//! Per-bus probe results

use bitflags::bitflags;
use serde::{Serialize, Serializer};
use tracing::{debug, info};

use crate::edid::ParsedEdid;
use crate::error::{EdidError, Errno};
use crate::i2c::edid_reader::read_raw_edid;
use crate::i2c::probe::probe_ddc_addresses;
use crate::i2c::{I2cContext, I2cFunctionality, I2cIo, IoResult};

bitflags! {
    /// Bus state. Bits are only ever added.
    #[derive(Debug, Clone, Copy, PartialEq, Eq, Hash, Default, Serialize)]
    #[serde(transparent)]
    pub struct BusFlags: u16 {
        /// /dev/i2c-N exists
        const EXISTS = 1 << 0;
        /// Probing has been done
        const PROBED = 1 << 1;
        /// /dev/i2c-N could be opened
        const ACCESSIBLE = 1 << 2;
        const ADDR_0X30 = 1 << 3;
        const ADDR_0X37 = 1 << 4;
        const ADDR_0X50 = 1 << 5;
        /// Wired to an embedded DisplayPort panel
        const EDP = 1 << 6;
    }
}

fn serialize_errno<S: Serializer>(errno: &Option<Errno>, s: S) -> Result<S::Ok, S::Error> {
    match errno {
        Some(e) => s.serialize_some(e.name()),
        None => s.serialize_none(),
    }
}

fn serialize_edid_error<S: Serializer>(err: &Option<EdidError>, s: S) -> Result<S::Ok, S::Error> {
    match err {
        Some(e) => s.serialize_some(&e.to_string()),
        None => s.serialize_none(),
    }
}

/// One discovered I2C bus
#[derive(Debug, Clone, PartialEq, Serialize)]
pub struct BusInfo {
    bus_number: u32,
    flags: BusFlags,
    pub functionality: I2cFunctionality,
    pub edid: Option<ParsedEdid>,
    #[serde(serialize_with = "serialize_errno")]
    pub open_errno: Option<Errno>,
    pub edid_read_attempts: u32,
    #[serde(serialize_with = "serialize_edid_error")]
    pub edid_error: Option<EdidError>,
    pub driver: Option<String>,
}

impl BusInfo {
    pub fn new(bus_number: u32) -> Self {
        Self {
            bus_number,
            flags: BusFlags::empty(),
            functionality: I2cFunctionality::empty(),
            edid: None,
            open_errno: None,
            edid_read_attempts: 0,
            edid_error: None,
            driver: None,
        }
    }

    pub fn bus_number(&self) -> u32 {
        self.bus_number
    }

    pub fn flags(&self) -> BusFlags {
        self.flags
    }

    /// Add state bits. There is no way to clear them.
    pub(crate) fn mark(&mut self, flags: BusFlags) {
        self.flags.insert(flags);
    }

    pub fn exists(&self) -> bool {
        self.flags.contains(BusFlags::EXISTS)
    }

    pub fn is_probed(&self) -> bool {
        self.flags.contains(BusFlags::PROBED)
    }

    pub fn is_accessible(&self) -> bool {
        self.flags.contains(BusFlags::ACCESSIBLE)
    }

    pub fn is_edp(&self) -> bool {
        self.flags.contains(BusFlags::EDP)
    }

    /// Something answered at 0x50
    pub fn has_edid_address(&self) -> bool {
        self.flags.contains(BusFlags::ADDR_0X50)
    }
}

/// Probe one bus and fill in `info`.
///
/// `dev` is the result of opening the bus; the handle is dropped (closing
/// the descriptor) before this returns. Calling this again on a bus that
/// was already probed does nothing.
pub fn check_bus<D: I2cIo>(info: &mut BusInfo, dev: IoResult<D>, ctx: &I2cContext) {
    let busno = info.bus_number;
    if info.is_probed() {
        debug!(busno, "Bus already probed");
        return;
    }

    let is_edp = ctx.sysfs.is_edp_bus(busno);
    if is_edp {
        info.mark(BusFlags::EDP);
    }
    info.driver = ctx.sysfs.i2c_driver_name(busno);

    let mut dev = match dev {
        Ok(dev) => {
            info.mark(BusFlags::EXISTS | BusFlags::PROBED | BusFlags::ACCESSIBLE);
            dev
        }
        Err(errno) => {
            if errno != Errno::ENOENT {
                info.mark(BusFlags::EXISTS);
            }
            info.mark(BusFlags::PROBED);
            info.open_errno = Some(errno);
            ctx.report_io_error(busno, "open", errno);
            return;
        }
    };

    match dev.functionality() {
        Ok(bits) => info.functionality = I2cFunctionality::from_bits_truncate(bits),
        Err(errno) => ctx.report_io_error(busno, "I2C_FUNCS", errno),
    }

    match probe_ddc_addresses(&mut dev, ctx, is_edp) {
        Ok(found) => {
            let mut flags = BusFlags::empty();
            flags.set(BusFlags::ADDR_0X30, found.addr_0x30);
            flags.set(BusFlags::ADDR_0X37, found.addr_0x37);
            flags.set(BusFlags::ADDR_0X50, found.addr_0x50);
            info.mark(flags);
        }
        Err(errno) => {
            ctx.report_io_error(busno, "probe", errno);
        }
    }

    if !info.has_edid_address() {
        info.edid_error = Some(EdidError::NotPresent);
        return;
    }

    match read_raw_edid(&mut dev, ctx) {
        Ok(read) => {
            info.edid_read_attempts = read.attempts;
            info.edid = read.parse();
            match &info.edid {
                Some(edid) => info!(busno, edid = %edid, "Found display"),
                None => {
                    info.edid_error = Some(EdidError::InvalidEdid {
                        attempts: read.attempts,
                    })
                }
            }
        }
        Err(err) => {
            info.edid_read_attempts = err.attempts();
            info.edid_error = Some(err);
        }
    }
}

#[cfg(test)]
mod tests {
    use super::*;
    use crate::edid::test_edids::{corrupt, make_edid};
    use crate::i2c::device::MockI2cIo;
    use crate::settings::SharedSettings;
    use crate::sysfs::Sysfs;
    use std::fs;
    use tempfile::TempDir;

    fn ctx_at(root: &std::path::Path) -> I2cContext {
        I2cContext::new(SharedSettings::default(), Sysfs::with_root(root))
    }

    /// A bus with a monitor whose EDID reads cleanly
    fn monitor_bus(busno: u32, edid: Vec<u8>) -> MockI2cIo {
        let mut dev = MockI2cIo::new();
        dev.expect_bus_number().return_const(busno);
        dev.expect_functionality().returning(|| Ok(0x0001_0001));
        dev.expect_select_address().returning(|_, _| Ok(()));
        dev.expect_read().returning(|b| Ok(b.len()));
        let edid2 = edid.clone();
        dev.expect_transfer_write_read().returning(move |_, _, buf| {
            let n = buf.len().min(edid.len());
            buf[..n].copy_from_slice(&edid[..n]);
            Ok(())
        });
        dev.expect_transfer_read().returning(move |_, buf| {
            let n = buf.len().min(edid2.len());
            buf[..n].copy_from_slice(&edid2[..n]);
            Ok(())
        });
        dev
    }

    #[test]
    fn test_open_failure_is_recorded() {
        let tmp = TempDir::new().unwrap();
        let mut info = BusInfo::new(3);
        check_bus::<MockI2cIo>(&mut info, Err(Errno::ENOENT), &ctx_at(tmp.path()));

        assert!(info.is_probed());
        assert!(!info.exists());
        assert!(!info.is_accessible());
        assert_eq!(info.open_errno, Some(Errno::ENOENT));
    }

    #[test]
    fn test_permission_denied_still_exists() {
        let tmp = TempDir::new().unwrap();
        let mut info = BusInfo::new(3);
        check_bus::<MockI2cIo>(&mut info, Err(Errno::EACCES), &ctx_at(tmp.path()));
        assert!(info.exists());
        assert!(!info.is_accessible());
    }

    #[test]
    fn test_monitor_bus_gets_edid() {
        let tmp = TempDir::new().unwrap();
        let mut info = BusInfo::new(4);
        check_bus(&mut info, Ok(monitor_bus(4, make_edid("X", "Y"))), &ctx_at(tmp.path()));

        assert!(info.is_accessible() && info.has_edid_address());
        assert!(info.functionality.contains(I2cFunctionality::I2C));
        assert_eq!(info.edid.as_ref().map(|e| e.model_name.as_str()), Some("X"));
        assert_eq!(info.edid_read_attempts, 1);
    }

    #[test]
    fn test_invalid_edid_keeps_address_flag() {
        let tmp = TempDir::new().unwrap();
        let mut info = BusInfo::new(4);
        check_bus(&mut info, Ok(monitor_bus(4, corrupt(make_edid("X", "Y")))), &ctx_at(tmp.path()));

        assert!(info.has_edid_address());
        assert!(info.edid.is_none());
        assert_eq!(info.edid_error, Some(EdidError::InvalidEdid { attempts: 4 }));
    }

    #[test]
    fn test_silent_edid_address_is_not_present() {
        let tmp = TempDir::new().unwrap();
        let mut dev = MockI2cIo::new();
        dev.expect_bus_number().return_const(6u32);
        dev.expect_functionality().returning(|| Ok(0));
        dev.expect_select_address().returning(|_, _| Ok(()));
        dev.expect_read().returning(|_| Err(Errno::ENXIO));

        let mut info = BusInfo::new(6);
        check_bus(&mut info, Ok(dev), &ctx_at(tmp.path()));

        assert!(info.is_accessible());
        assert!(!info.has_edid_address());
        assert_eq!(info.edid_error, Some(EdidError::NotPresent));
        assert_eq!(info.edid_read_attempts, 0);
    }

    #[test]
    fn test_reprobe_is_idempotent() {
        let tmp = TempDir::new().unwrap();
        let ctx = ctx_at(tmp.path());

        let mut first = BusInfo::new(4);
        check_bus(&mut first, Ok(monitor_bus(4, make_edid("X", "Y"))), &ctx);
        let mut second = BusInfo::new(4);
        check_bus(&mut second, Ok(monitor_bus(4, make_edid("X", "Y"))), &ctx);

        assert_eq!(first.flags(), second.flags());
        assert_eq!(first.edid, second.edid);
    }

    #[test]
    fn test_check_bus_twice_is_noop() {
        let tmp = TempDir::new().unwrap();
        let ctx = ctx_at(tmp.path());
        let mut info = BusInfo::new(4);
        check_bus(&mut info, Ok(monitor_bus(4, make_edid("X", "Y"))), &ctx);
        let before = info.clone();

        // No expectations: any call on this mock would panic
        let mut untouched = MockI2cIo::new();
        untouched.expect_bus_number().return_const(4u32);
        check_bus(&mut info, Ok(untouched), &ctx);
        assert_eq!(info, before);
    }

    #[test]
    fn test_edp_flag_set_before_probe() {
        let tmp = TempDir::new().unwrap();
        fs::create_dir_all(tmp.path().join("sys/class/drm/card1/card1-eDP-1/i2c-4")).unwrap();
        let mut info = BusInfo::new(4);
        check_bus(&mut info, Ok(monitor_bus(4, make_edid("X", "Y"))), &ctx_at(tmp.path()));
        assert!(info.is_edp());
    }
}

● ● ● ● ●

### [Aim of the exercise]
Wherever the word "move" turns up in a line of the entries above, copy that line.

### [Exercise response]
        dev.expect_transfer_write_read().returning(move |_, _, buf| {
        dev.expect_transfer_read().returning(move |_, buf| {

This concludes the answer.